A World Not Ours – review

This documentary based on Ghassan Kanafani's novel is an accomplished study of a community dreaming of a lost homeland, writes Peter Bradshaw
  
  

A World Not Ours
A World Not Ours … a family from the Palestinian refugee camp, Ein El-Helweh Photograph: .

A World Not Ours borrows its title from a novel by the author and activist Ghassan Kanafani: it is a filmed portrait of the Palestinian refugee camp in South Lebanon known as Ein El-Helweh, or "sweet spring". Mahdi Fleifel was born there, and moved away with his family to live in Dubai and Europe – but often returned with his video camera to visit friends and relations and build up this richly personal archive of impressions and interviews.
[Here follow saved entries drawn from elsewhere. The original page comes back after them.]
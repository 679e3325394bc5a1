// ABOUTME: Health check route handlers for service monitoring and status endpoints
// ABOUTME: Provides liveness and store-backed readiness endpoints plus the welcome banner
//
// Licensed under either of Apache License, Version 2.0 or MIT License at your option.
// Copyright ©2025 Async-IO.org

//! Health check routes for service monitoring
//!
//! `/health` only proves the process answers; `/ready` also runs a trivial
//! store query so load balancers stop routing when the database is gone.

use std::sync::Arc;

use axum::{extract::State, http::StatusCode, routing::get, Json, Router};
use fridge_core::constants::messages;
use serde_json::{json, Value};
use tracing::warn;

use crate::database_plugins::DatabaseProvider;
use crate::resources::ServerResources;

/// Health routes implementation
pub struct HealthRoutes;

impl HealthRoutes {
    /// Create all health check routes
    pub fn routes(resources: Arc<ServerResources>) -> Router {
        Router::new()
            .route("/health", get(Self::handle_health))
            .route("/ready", get(Self::handle_ready))
            .with_state(resources)
    }

    /// GET / - plain text banner
    pub async fn handle_welcome() -> &'static str {
        messages::WELCOME
    }

    async fn handle_health() -> Json<Value> {
        Json(json!({
            "status": "healthy",
            "timestamp": chrono::Utc::now().to_rfc3339()
        }))
    }

    async fn handle_ready(
        State(resources): State<Arc<ServerResources>>,
    ) -> (StatusCode, Json<Value>) {
        match resources.database.health_check().await {
            Ok(()) => (
                StatusCode::OK,
                Json(json!({
                    "status": "ready",
                    "timestamp": chrono::Utc::now().to_rfc3339()
                })),
            ),
            Err(e) => {
                warn!(error = %e, "Readiness check failed");
                (
                    StatusCode::SERVICE_UNAVAILABLE,
                    Json(json!({
                        "status": "unavailable",
                        "timestamp": chrono::Utc::now().to_rfc3339()
                    })),
                )
            }
        }
    }
}
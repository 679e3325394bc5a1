// ABOUTME: Integration tests for seed file parsing and loading into the store
// ABOUTME: Checks the shipped seed data, stored ingredient counts and reset behavior
//
// Licensed under either of Apache License, Version 2.0 or MIT License at your option.
// Copyright ©2025 Async-IO.org

#![allow(clippy::unwrap_used, clippy::expect_used, clippy::panic)]
#![allow(missing_docs)]

mod common;

use std::io::Write;
use std::path::Path;

use fridge_food_server::database_plugins::{factory::Database, DatabaseProvider};
use fridge_food_server::errors::ErrorCode;
use fridge_food_server::models::Catalog;
use fridge_food_server::seed::{SeedFile, SeedPlan};
use fridge_food_server::services::load_catalog;
use tempfile::NamedTempFile;

/// Recipes whose stored count differs from their link rows
async fn recipes_with_wrong_count(database: &Database) -> i64 {
    let Database::SQLite(sqlite) = database else {
        panic!("tests run on SQLite");
    };
    sqlx::query_scalar(
        r"
        SELECT COUNT(*) FROM recipes r
        WHERE r.ingredient_count <> (
            SELECT COUNT(*) FROM recipe_ingredients ri WHERE ri.recipe_id = r.id
        )
        ",
    )
    .fetch_one(sqlite.pool())
    .await
    .unwrap()
}

#[test]
fn test_from_path_reads_yaml() {
    let mut file = NamedTempFile::new().unwrap();
    file.write_all(common::SEED_FIXTURE.as_bytes()).unwrap();

    let seed = SeedFile::from_path(file.path()).unwrap();

    assert_eq!(seed.categories.len(), 3);
    assert_eq!(seed.recipes.len(), 5);
}

#[test]
fn test_missing_file_is_not_found() {
    let error = SeedFile::from_path(Path::new("/nonexistent/seed.yaml")).unwrap_err();
    assert_eq!(error.code, ErrorCode::ResourceNotFound);
}

#[test]
fn test_malformed_yaml_is_invalid_format() {
    let error = SeedFile::from_yaml_str("recipes: [name: [").unwrap_err();
    assert_eq!(error.code, ErrorCode::InvalidFormat);
}

#[test]
fn test_duplicate_category_is_rejected() {
    let seed = SeedFile::from_yaml_str(
        r"
categories:
  - name: Dairy
  - name: dairy
",
    )
    .unwrap();

    let error = SeedPlan::build(&seed).unwrap_err();
    assert_eq!(error.code, ErrorCode::InvalidInput);
}

#[tokio::test]
async fn test_fixture_load_summary() {
    let database = common::create_test_database().await.unwrap();
    let plan = common::fixture_plan().unwrap();

    let summary = database.load_seed(&plan, false).await.unwrap();

    // Dairy, Grains, Vegetables plus the fallback category
    assert_eq!(summary.categories, 4);
    assert_eq!(summary.ingredients, 6);
    assert_eq!(summary.recipes, 5);
    assert_eq!(summary.links, plan.link_count());
    assert_eq!(summary.links, 11);
    assert_eq!(recipes_with_wrong_count(&database).await, 0);
}

#[tokio::test]
async fn test_shipped_seed_data_loads() {
    let path = Path::new(env!("CARGO_MANIFEST_DIR")).join("data/seed_recipes.yaml");
    let seed = SeedFile::from_path(&path).unwrap();
    let plan = SeedPlan::build(&seed).unwrap();
    let database = common::create_test_database().await.unwrap();

    let summary = database.load_seed(&plan, false).await.unwrap();

    assert_eq!(summary.recipes, seed.recipes.len());
    assert_eq!(database.recipe_count().await.unwrap(), 12);
    assert_eq!(recipes_with_wrong_count(&database).await, 0);

    let catalog: Catalog = load_catalog(&database).await.unwrap();
    assert_eq!(catalog.len(), plan.ingredients.len());
    assert_eq!(catalog.category_of("Egg"), Some("Dairy"));
}

#[tokio::test]
async fn test_reload_without_reset_keeps_catalog_rows() {
    let database = common::create_seeded_database().await.unwrap();
    let plan = common::fixture_plan().unwrap();

    let summary = database.load_seed(&plan, false).await.unwrap();

    assert_eq!(summary.categories, 0);
    assert_eq!(summary.ingredients, 0);
    assert_eq!(load_catalog(&database).await.unwrap().len(), 6);
}

#[tokio::test]
async fn test_reset_reload_replaces_everything() {
    let database = common::create_seeded_database().await.unwrap();
    let plan = common::fixture_plan().unwrap();

    let summary = database.load_seed(&plan, true).await.unwrap();

    assert_eq!(summary.categories, 4);
    assert_eq!(summary.recipes, 5);
    assert_eq!(database.recipe_count().await.unwrap(), 5);
    assert_eq!(recipes_with_wrong_count(&database).await, 0);
}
The result is a very watchable study of a stateless community, subsisting on dreams and memories of a lost homeland, and a generation of young men who have no prospects, sometimes drawn to jihadism out of sheer personal frustration; yet they are often quite as critical of the Palestinian leadership as everything else. With his use of music and voiceover, cinephile Fleifel is clearly influenced by Woody Allen and Martin Scorsese and his style is humorous and compassionate, but my enjoyment of this film was qualified by some pointed political glibness. On a trip to Israel, Fleifel sees some Holocaust memorials and simply superimposes video footage of Israeli soldiers assaulting Palestinians. That casual assertion of mere equivalence strikes a jarring note.

It is a very accomplished piece of film-making nonetheless.